Le flux de parole était constant. Ferme et assuré. Tout était déballé sans pause, dans un grand exposé à la gloire de sa propre personne. Elle avait fait mieux, c’était le principal. Enfin, selon sa vision du monde. 

Le juge écouta sans démontrer la moindre émotion. Professionnel, il l’était jusqu’à la pointe de ses bottes. Aucun de ses moindres faits et gestes ne devaient dévoiler son jugement. Tout était une question de garder le suspense.

Lorsque la personne en face de lui finit de parler, il la congédia à prendre la porte sur sa gauche. Direction la prochaine salle du jugement. Tandis qu’elle partait, l’homme de loi écrivit son rapport en trois lignes, reprit son marteau en main et lâcha son seul mot :

– Suivant. 

Une nouvelle personne lui faisait face. Le regard curieux, les mains entremêlées et une tenue décontractée. Ses détails prélevés, le juge déclara sa fameuse phrase, invitant la personne à plaider. 

– Comment allez-vous monsieur le juge ? questionna celle-ci.

L’homme de loi hocha la tête et lui fit signe de poursuivre. On n’était pas là pour parler de lui. 
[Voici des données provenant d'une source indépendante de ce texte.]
//! # Document Repository
//!
//! Stores file metadata for machines. A document reaches its company only
//! through its machine.

use crate::error::RepositoryError;
use crate::models::company::{Entity as Company, Model as CompanyModel};
use crate::models::document::{
    self, ActiveModel as DocumentActiveModel, Entity as Document, Model as DocumentModel,
};
use crate::models::machine::{self, Entity as Machine, Model as MachineModel};
use chrono::Utc;
use sea_orm::{
    ActiveModelTrait, ColumnTrait, DatabaseConnection, EntityTrait, ModelTrait, QueryFilter,
    QueryOrder, Set,
};

/// Field set for creating a document
#[derive(Debug, Clone, PartialEq, Eq)]
pub struct DocumentInput {
    pub title: String,
    pub description: Option<String>,
    pub doc_type: Option<String>,
    pub file_path: String,
    pub file_name: Option<String>,
    pub file_size: Option<i64>,
    pub mime_type: Option<String>,
    pub machine_id: i32,
}

impl DocumentInput {
    /// Input with only the required fields set
    pub fn new<T: Into<String>, P: Into<String>>(title: T, file_path: P, machine_id: i32) -> Self {
        Self {
            title: title.into(),
            description: None,
            doc_type: None,
            file_path: file_path.into(),
            file_name: None,
            file_size: None,
            mime_type: None,
            machine_id,
        }
    }
}

/// Repository for Document database operations
pub struct DocumentRepository<'a> {
    db: &'a DatabaseConnection,
}

impl<'a> DocumentRepository<'a> {
    pub fn new(db: &'a DatabaseConnection) -> Self {
        Self { db }
    }

    pub async fn create(&self, input: DocumentInput) -> Result<DocumentModel, RepositoryError> {
        validate_document(&input)?;

        let now = Utc::now();
        let document = DocumentActiveModel {
            title: Set(input.title),
            description: Set(input.description),
            doc_type: Set(input.doc_type),
            file_path: Set(input.file_path),
            file_name: Set(input.file_name),
            file_size: Set(input.file_size),
            mime_type: Set(input.mime_type),
            machine_id: Set(input.machine_id),
            created_at: Set(now.into()),
            updated_at: Set(now.into()),
            ..Default::default()
        };

        let created = document
            .insert(self.db)
            .await
            .map_err(RepositoryError::database_error)?;

        tracing::info!(
            document_id = created.id,
            machine_id = created.machine_id,
            "Document created"
        );
        Ok(created)
    }

    pub async fn get_by_id(&self, id: i32) -> Result<Option<DocumentModel>, RepositoryError> {
        Document::find_by_id(id)
            .one(self.db)
            .await
            .map_err(RepositoryError::database_error)
    }

    pub async fn list_for_machine(
        &self,
        machine_id: i32,
    ) -> Result<Vec<DocumentModel>, RepositoryError> {
        Document::find()
            .filter(document::Column::MachineId.eq(machine_id))
            .order_by_asc(document::Column::Id)
            .all(self.db)
            .await
            .map_err(RepositoryError::database_error)
    }

    pub async fn delete(&self, id: i32) -> Result<(), RepositoryError> {
        let result = Document::delete_by_id(id)
            .exec(self.db)
            .await
            .map_err(RepositoryError::database_error)?;

        if result.rows_affected == 0 {
            return Err(RepositoryError::not_found("Document", id));
        }

        Ok(())
    }

    pub async fn machine_of(
        &self,
        document: &DocumentModel,
    ) -> Result<MachineModel, RepositoryError> {
        document
            .find_related(Machine)
            .one(self.db)
            .await
            .map_err(RepositoryError::database_error)?
            .ok_or_else(|| RepositoryError::not_found("Machine", document.machine_id))
    }

    /// Owning company, resolved through the document's machine
    pub async fn company_of(
        &self,
        document: &DocumentModel,
    ) -> Result<CompanyModel, RepositoryError> {
        Company::find()
            .inner_join(Machine)
            .filter(machine::Column::Id.eq(document.machine_id))
            .one(self.db)
            .await
            .map_err(RepositoryError::database_error)?
            .ok_or_else(|| RepositoryError::not_found("Machine", document.machine_id))
    }
}

fn validate_document(input: &DocumentInput) -> Result<(), RepositoryError> {
    if input.title.trim().is_empty() {
        return Err(RepositoryError::validation_error(
            "Document title cannot be empty",
        ));
    }

    if input.file_path.trim().is_empty() {
        return Err(RepositoryError::validation_error(
            "Document file path cannot be empty",
        ));
    }

    if input.file_size.is_some_and(|size| size < 0) {
        return Err(RepositoryError::validation_error(
            "Document file size cannot be negative",
        ));
    }

    Ok(())
}
//! # Company Repository
//!
//! CRUD operations for companies plus traversal to their machines and
//! documents. The machine count shown in listings is computed with a join, not
//! stored.

use crate::error::RepositoryError;
use crate::models::company::{
    self, ActiveModel as CompanyActiveModel, Entity as Company, Model as CompanyModel,
};
use crate::models::document::{self, Entity as Document};
use crate::models::machine::{self, Entity as Machine};
use chrono::Utc;
use sea_orm::prelude::DateTimeWithTimeZone;
use sea_orm::{
    ActiveModelTrait, ColumnTrait, DatabaseConnection, EntityTrait, FromQueryResult,
    IntoActiveModel, ModelTrait, PaginatorTrait, QueryFilter, QueryOrder, QuerySelect, Set,
};

pub const NAME_MAX_CHARS: usize = 255;
pub const DESCRIPTION_MAX_CHARS: usize = 1000;

/// Validated field set used for both create and update
#[derive(Debug, Clone, PartialEq, Eq)]
pub struct CompanyInput {
    pub name: String,
    pub description: Option<String>,
}

/// Company row annotated with the number of machines referencing it
#[derive(Debug, Clone, PartialEq, Eq, FromQueryResult)]
pub struct CompanyWithMachineCount {
    pub id: i32,
    pub name: String,
    pub description: Option<String>,
    pub created_at: DateTimeWithTimeZone,
    pub updated_at: DateTimeWithTimeZone,
    pub machines_count: i64,
}

/// Repository for Company database operations
pub struct CompanyRepository<'a> {
    db: &'a DatabaseConnection,
}

impl<'a> CompanyRepository<'a> {
    pub fn new(db: &'a DatabaseConnection) -> Self {
        Self { db }
    }

    /// All companies, newest first, each with its machine count
    pub async fn list_with_machine_count(
        &self,
    ) -> Result<Vec<CompanyWithMachineCount>, RepositoryError> {
        Company::find()
            .column_as(machine::Column::Id.count(), "machines_count")
            .left_join(Machine)
            .group_by(company::Column::Id)
            .order_by_desc(company::Column::CreatedAt)
            .order_by_desc(company::Column::Id)
            .into_model::<CompanyWithMachineCount>()
            .all(self.db)
            .await
            .map_err(RepositoryError::database_error)
    }

    /// Insert a new company stamped with the current time
    pub async fn create(&self, input: CompanyInput) -> Result<CompanyModel, RepositoryError> {
        validate_company(&input)?;

        let now = Utc::now();
        let company = CompanyActiveModel {
            name: Set(input.name),
            description: Set(input.description),
            created_at: Set(now.into()),
            updated_at: Set(now.into()),
            ..Default::default()
        };

        let created = company
            .insert(self.db)
            .await
            .map_err(RepositoryError::database_error)?;

        tracing::info!(company_id = created.id, "Company created");
        Ok(created)
    }

    pub async fn get_by_id(&self, id: i32) -> Result<Option<CompanyModel>, RepositoryError> {
        Company::find_by_id(id)
            .one(self.db)
            .await
            .map_err(RepositoryError::database_error)
    }

    /// Company with its machines eagerly loaded
    pub async fn find_with_machines(
        &self,
        id: i32,
    ) -> Result<(CompanyModel, Vec<machine::Model>), RepositoryError> {
        let company = self
            .get_by_id(id)
            .await?
            .ok_or_else(|| RepositoryError::not_found("Company", id))?;

        let machines = self.machines_of(&company).await?;

        Ok((company, machines))
    }

    /// Overwrite name and description. An absent description clears the
    /// stored one; there is no partial update.
    pub async fn update(
        &self,
        id: i32,
        input: CompanyInput,
    ) -> Result<CompanyModel, RepositoryError> {
        validate_company(&input)?;

        let company = self
            .get_by_id(id)
            .await?
            .ok_or_else(|| RepositoryError::not_found("Company", id))?;

        let mut active_company = company.into_active_model();
        active_company.name = Set(input.name);
        active_company.description = Set(input.description);
        active_company.updated_at = Set(Utc::now().into());

        let updated = active_company
            .update(self.db)
            .await
            .map_err(RepositoryError::database_error)?;

        tracing::info!(company_id = id, "Company updated");
        Ok(updated)
    }

    /// Hard delete; machines and their documents go with it via the
    /// foreign key cascade.
    pub async fn delete(&self, id: i32) -> Result<(), RepositoryError> {
        let result = Company::delete_by_id(id)
            .exec(self.db)
            .await
            .map_err(RepositoryError::database_error)?;

        if result.rows_affected == 0 {
            return Err(RepositoryError::not_found("Company", id));
        }

        tracing::info!(company_id = id, "Company deleted");
        Ok(())
    }

    pub async fn machines_of(
        &self,
        company: &CompanyModel,
    ) -> Result<Vec<machine::Model>, RepositoryError> {
        company
            .find_related(Machine)
            .order_by_asc(machine::Column::Id)
            .all(self.db)
            .await
            .map_err(RepositoryError::database_error)
    }

    /// Documents attached to any machine of the company
    pub async fn documents_of(
        &self,
        company: &CompanyModel,
    ) -> Result<Vec<document::Model>, RepositoryError> {
        Document::find()
            .inner_join(Machine)
            .filter(machine::Column::CompanyId.eq(company.id))
            .order_by_asc(document::Column::Id)
            .all(self.db)
            .await
            .map_err(RepositoryError::database_error)
    }

    pub async fn count(&self) -> Result<u64, RepositoryError> {
        Company::find()
            .count(self.db)
            .await
            .map_err(RepositoryError::database_error)
    }
}

fn validate_company(input: &CompanyInput) -> Result<(), RepositoryError> {
    if input.name.trim().is_empty() {
        return Err(RepositoryError::validation_error(
            "Company name cannot be empty",
        ));
    }

    if input.name.chars().count() > NAME_MAX_CHARS {
        return Err(RepositoryError::validation_error(format!(
            "Company name cannot exceed {} characters",
            NAME_MAX_CHARS
        )));
    }

    if let Some(description) = &input.description
        && description.chars().count() > DESCRIPTION_MAX_CHARS
    {
        return Err(RepositoryError::validation_error(format!(
            "Company description cannot exceed {} characters",
            DESCRIPTION_MAX_CHARS
        )));
    }

    Ok(())
}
– Et bien, j’ai fait mon parcours de vie avec ses hauts et ses bas. La balance ne serait pas équilibrée et sûrement pas en ma faveur. Toutefois, j’ai pris chaque jour que j’avais pour essayer de m’améliorer. J’ai suivi sa voix. J’ai exploré la beauté de notre univers, rencontré des personnes incroyables et je suis attristée de les quitter. Les graines ont été plantées mais je ne sais pas si elles grandiront. Je me suis détesté, j’ai détesté le monde et je suis tombée, plus d’une fois amoureuse de ce même monde. J’ai compris que certaines choses n’étaient pas entre mes mains. J’ai laissé mes amis briller, je suis allée encourager ma famille. J’ai essayé de rester en retrait mais me suis vantée plus d’une fois. J’ai cru pouvoir vivre seule et je suis tombée. J’ai brisé chacune de mes convictions et cela presque toujours avec douleur. J’ai cru pouvoir devenir parfaite ou être condamnée à être défectueuse. Mais petit à petit cette certitude a grandi en moi. Et quand je me regarde, je ne vois plus ce que je dois améliorer ou ce que je dois condamner, je ne me vois plus en compétition avec le monde. J’ai juste cette certitude qui me permet de déclarer que je suis une créature merveilleuse. 

Le juge la regardait par-dessus ses lunettes, la bouche légèrement entrouverte et son marteau suspendu dans les airs. Bien une minute de silence s’écoula avant qu’il ne reprenne ses esprits et relance la procédure. Porte de droite.